Skipp Scott’s Camp Files Protest Against The Result Of Bout With Gerald Washington
By Sean Crose
Last Thursday night, rising heavyweight Gerald Washington knocked out rising heavyweight Skipp Scott in a fight televised live on Fox Sports 1. It would have been an impressive win for an impressive fighter – if Washington hadn’t hit Scott after Scott was clearly down. Now members of Scott’s camp have filed a protest with the California Boxing Commission.
“Definitely, I think the appeal has a lot of merit to it,” Scott’s promoter, Kerry Daigle, told me. Daigle didn’t have harsh words for ref Lou Moret, who stopped the fight, but he made it clear he believed Moret had made a serious mistake on Thursday. “He’s a good referee,” Daigle claimed. “He’s been around a long time, but he missed that one real bad.”
Indeed, it was painfully clear to all watching the fight that Washington had, in the heat of the moment, clearly broken the rules. “It was very flagrant,” Daigle said. It was also most certainly controversial. And that controversy doesn’t appear to be going away any time soon.
“I don’t think it was intentional,” Scott’s trainer, Jessee Reid told me, referring to Washington’s action that night, “but I do think the young man threw a punch while he was on the ground and really did some damage.” According to Daigle, Washington himself admitted he was at fault some time after the bout. “Gerald Washington walked up to Skipp Scott and apologized to him for hitting him while he was down,” Daigle said.
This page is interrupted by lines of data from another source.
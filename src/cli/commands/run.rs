//! Interactive tutoring session.
//!
//! Lines typed by the participant go to the tutor. Lines starting with `:`
//! are harness commands:
//!
//! ```text
//! :draft <file>    attach the file as the current code draft
//! :clear-draft     detach the draft
//! :submit [file]   submit the file (or the draft) for judging
//! :problem         show the current problem again
//! :quit            leave; the session stays on disk as recorded
//! ```

use anyhow::{Context, Result};
use clap::Args;
use console::style;
use serde::Serialize;
use std::io::{self, Write};
use std::path::{Path, PathBuf};
use std::sync::Arc;
use tokio::io::{AsyncBufReadExt, BufReader};
use tracing::info;

use super::{build_gateway, load_bank};
use crate::cli::display::{
    action_failure, action_success, format_scores, output, verdict_label, CommandOutput,
    DetailView,
};
use crate::cli::progress::create_spinner;
use crate::domain::models::{Config, Persona, Problem};
use crate::infrastructure::sessions::JsonSessionStore;
use crate::services::{ExperimentRunner, RunnerSettings, SessionSummary, SubmissionOutcome};

#[derive(Args, Debug)]
pub struct RunArgs {
    /// Participant identifier recorded in the session
    #[arg(short, long)]
    pub participant: String,

    /// Tutor persona: formal (alias neutral) or warm (alias emotional)
    #[arg(long)]
    pub persona: Persona,

    /// Wait for complete replies instead of streaming them
    #[arg(long)]
    pub no_stream: bool,
}

/// One line of participant input
#[derive(Debug, Clone, PartialEq, Eq)]
pub enum Input {
    Empty,
    Message(String),
    Draft(PathBuf),
    ClearDraft,
    Submit(Option<PathBuf>),
    Problem,
    Quit,
    Invalid(String),
}

/// Classify one input line
pub fn parse_input(line: &str) -> Input {
    let line = line.trim();
    if line.is_empty() {
        return Input::Empty;
    }
    let Some(command) = line.strip_prefix(':') else {
        return Input::Message(line.to_string());
    };

    let (name, arg) = match command.split_once(char::is_whitespace) {
        Some((name, rest)) => (name, Some(rest.trim()).filter(|r| !r.is_empty())),
        None => (command, None),
    };

    match (name, arg) {
        ("draft", Some(path)) => Input::Draft(PathBuf::from(path)),
        ("draft", None) => Input::Invalid("usage: :draft <file>".to_string()),
        ("clear-draft", None) => Input::ClearDraft,
        ("submit", path) => Input::Submit(path.map(PathBuf::from)),
        ("problem", None) => Input::Problem,
        ("quit" | "q", None) => Input::Quit,
        _ => Input::Invalid(format!(
            "unknown command ':{command}'. Commands: :draft <file>, :clear-draft, :submit [file], :problem, :quit"
        )),
    }
}

#[derive(Debug, Serialize)]
pub struct RunSummaryOutput {
    #[serde(flatten)]
    pub summary: SessionSummary,
    pub completed: bool,
    pub session_file: PathBuf,
    #[serde(skip_serializing_if = "Option::is_none")]
    pub survey_url: Option<String>,
}

impl CommandOutput for RunSummaryOutput {
    fn to_human(&self) -> String {
        let title = if self.completed {
            "Your Results"
        } else {
            "Session saved (incomplete)"
        };
        let mut view = DetailView::new(title)
            .field(
                "Problems solved",
                &format!("{} / {}", self.summary.solved, self.summary.total),
            )
            .field(
                "Success rate",
                &format!("{:.1}%", self.summary.success_rate * 100.0),
            )
            .field(
                "Average turns",
                &format!("{:.1}", self.summary.average_turns),
            )
            .field("Session ID", &self.summary.session_id)
            .field("Session file", &self.session_file.display().to_string());
        if self.completed {
            view = view.field_opt("Survey", self.survey_url.as_deref());
        }
        let mut rendered = view.render();
        if self.completed {
            rendered.push_str("\n\nThank you for participating in this experiment!");
        }
        rendered
    }

    fn to_json(&self) -> serde_json::Value {
        serde_json::to_value(self).unwrap_or_default()
    }
}

pub async fn execute(args: RunArgs, config: &Config, json_mode: bool) -> Result<()> {
    let problems = load_bank(config)?.into_problems();
    let gateway = build_gateway(config)?;
    let store = Arc::new(
        JsonSessionStore::new(&config.sessions.directory)
            .await
            .context("Failed to open session directory")?,
    );

    let settings = RunnerSettings {
        judge: config.judge.clone(),
        dialogue_temperature: config.dialogue.temperature,
        ..RunnerSettings::new(args.participant, args.persona)
    };
    let mut runner = ExperimentRunner::new(gateway, problems, store.clone(), settings)?;
    let stream = config.dialogue.stream && !args.no_stream;

    let greeting = runner.start().await?;
    if let Some(problem) = runner.current_problem() {
        print_problem(problem, runner.position(), runner.total_problems());
    }
    print_tutor(&greeting);

    let mut draft: Option<String> = None;
    let mut lines = BufReader::new(tokio::io::stdin()).lines();

    while !runner.is_complete() {
        prompt()?;
        let Some(line) = lines.next_line().await? else {
            break;
        };

        match parse_input(&line) {
            Input::Empty => {}
            Input::Quit => break,
            Input::Invalid(message) => println!("{}", action_failure(&message)),
            Input::Problem => {
                if let Some(problem) = runner.current_problem() {
                    print_problem(problem, runner.position(), runner.total_problems());
                }
            }
            Input::ClearDraft => {
                draft = None;
                println!("{}", action_success("Draft cleared"));
            }
            Input::Draft(path) => match read_code(&path).await {
                Ok(code) => {
                    println!(
                        "{}",
                        action_success(&format!(
                            "Draft attached from {} ({} lines)",
                            path.display(),
                            code.lines().count()
                        ))
                    );
                    draft = Some(code);
                }
                Err(err) => println!("{}", action_failure(&format!("{err:#}"))),
            },
            Input::Message(text) => {
                let result = if stream {
                    print!("{} ", style("tutor>").cyan().bold());
                    let reply = runner
                        .send_streaming(&text, draft.as_deref(), |fragment| {
                            print!("{fragment}");
                            let _ = io::stdout().flush();
                        })
                        .await;
                    println!();
                    reply.map(|_| ())
                } else {
                    runner
                        .send(&text, draft.as_deref())
                        .await
                        .map(|reply| print_tutor(&reply))
                };
                if let Err(err) = result {
                    println!("{}", action_failure(&format!("Tutor unavailable: {err}")));
                }
            }
            Input::Submit(path) => {
                let code = match path {
                    Some(path) => match read_code(&path).await {
                        Ok(code) => code,
                        Err(err) => {
                            println!("{}", action_failure(&format!("{err:#}")));
                            continue;
                        }
                    },
                    None => match draft.clone() {
                        Some(code) => code,
                        None => {
                            println!(
                                "{}",
                                action_failure("Nothing to submit. Use :submit <file> or attach a :draft first")
                            );
                            continue;
                        }
                    },
                };

                let spinner = create_spinner("Evaluating your fix...", false);
                let result = runner.submit(&code).await;
                spinner.finish_and_clear();

                match result {
                    Ok(outcome) => {
                        let evaluation = outcome.evaluation();
                        println!(
                            "Your fix was evaluated as {} {}",
                            verdict_label(evaluation.verdict),
                            style(format_scores(&evaluation.scores)).dim()
                        );
                        if let SubmissionOutcome::Next { greeting, .. } = outcome {
                            draft = None;
                            if let Some(problem) = runner.current_problem() {
                                print_problem(problem, runner.position(), runner.total_problems());
                            }
                            print_tutor(&greeting);
                        }
                    }
                    Err(err) => println!("{}", action_failure(&format!("Evaluation failed: {err}"))),
                }
            }
        }
    }

    let completed = runner.is_complete();
    if !completed {
        info!(
            session_id = %runner.session().session_id,
            position = runner.position(),
            "participant left before finishing"
        );
    }

    let summary = runner.summary();
    let out = RunSummaryOutput {
        session_file: store.path_for(&summary.session_id),
        summary,
        completed,
        survey_url: config.experiment.survey_url.clone(),
    };
    output(&out, json_mode);
    Ok(())
}

async fn read_code(path: &Path) -> Result<String> {
    tokio::fs::read_to_string(path)
        .await
        .with_context(|| format!("Failed to read {}", path.display()))
}

fn prompt() -> Result<()> {
    print!("{} ", style("you>").green().bold());
    io::stdout().flush().context("Failed to flush stdout")
}

fn print_tutor(text: &str) {
    println!("{} {text}", style("tutor>").cyan().bold());
}

fn print_problem(problem: &Problem, position: usize, total: usize) {
    let view = DetailView::new(&format!("Problem {position} / {total}"))
        .block(&problem.description)
        .section("Your task: find and fix the bug in the code below")
        .block(&problem.buggy_code);
    println!("\n{}\n", view.render());
}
That’s in keeping with Washington’s character, but Washington hasn’t been quick to declare that the victory should go to Scott, either. In fact, Reid himself told me that Washington approached him some days ago and asked him: “Why are you going against me?”
It’s worth noting that Washington has the support of Al Haymon, boxing’s superadvisor. Could Haymon’s name alone, I asked Reid, somehow influence the California Boxing Commission? “I’m sure it will have some influence,” Reid responded. Still, the trainer seemed to think the Commission would rise above that influence and rule fairly. Daigle, when asked about Haymon’s potential influence, took the opportunity to turn the tables, claiming journalists themselves should be bold enough to ask that question.
Fair enough: Could Haymon, through no illegal or even intentional method, unfairly influence the California Boxing Commission?
The answer is: of course he could. The more important question, however, is will he? And the truth is, no one has an answer for that. It’s ultimately a matter of character and self awareness. Without knowing any of the members of the California Boxing Commission, or being personally familiar with the Commission, it’s simply impossible to make that kind prediction.
Whatever the reason may be, however, this will all come down to whether or not the Commission feels motivated to act on the result of the Washington-Scott bout. That being said, a rematch is arguably in order either way. Both of these men are good fighters with good records. It would be nice to see each one have the chance to win clean, without the smear of a question mark.
“We’re willing to fight him again in his mother’s back yard if we have to,” Daigle told me. Will Washington be as willing, though? I’d be happy if he were. The man certainly comes across like a gentleman while being interviewed. No matter how things turn out with the California Boxing Commission, it would be good to see he and Scott in the ring again.
Daigle, who’s been in the business for 41 years, put it plainly. “Let’s find out who the better fighter is,” he said, “and lets fight.”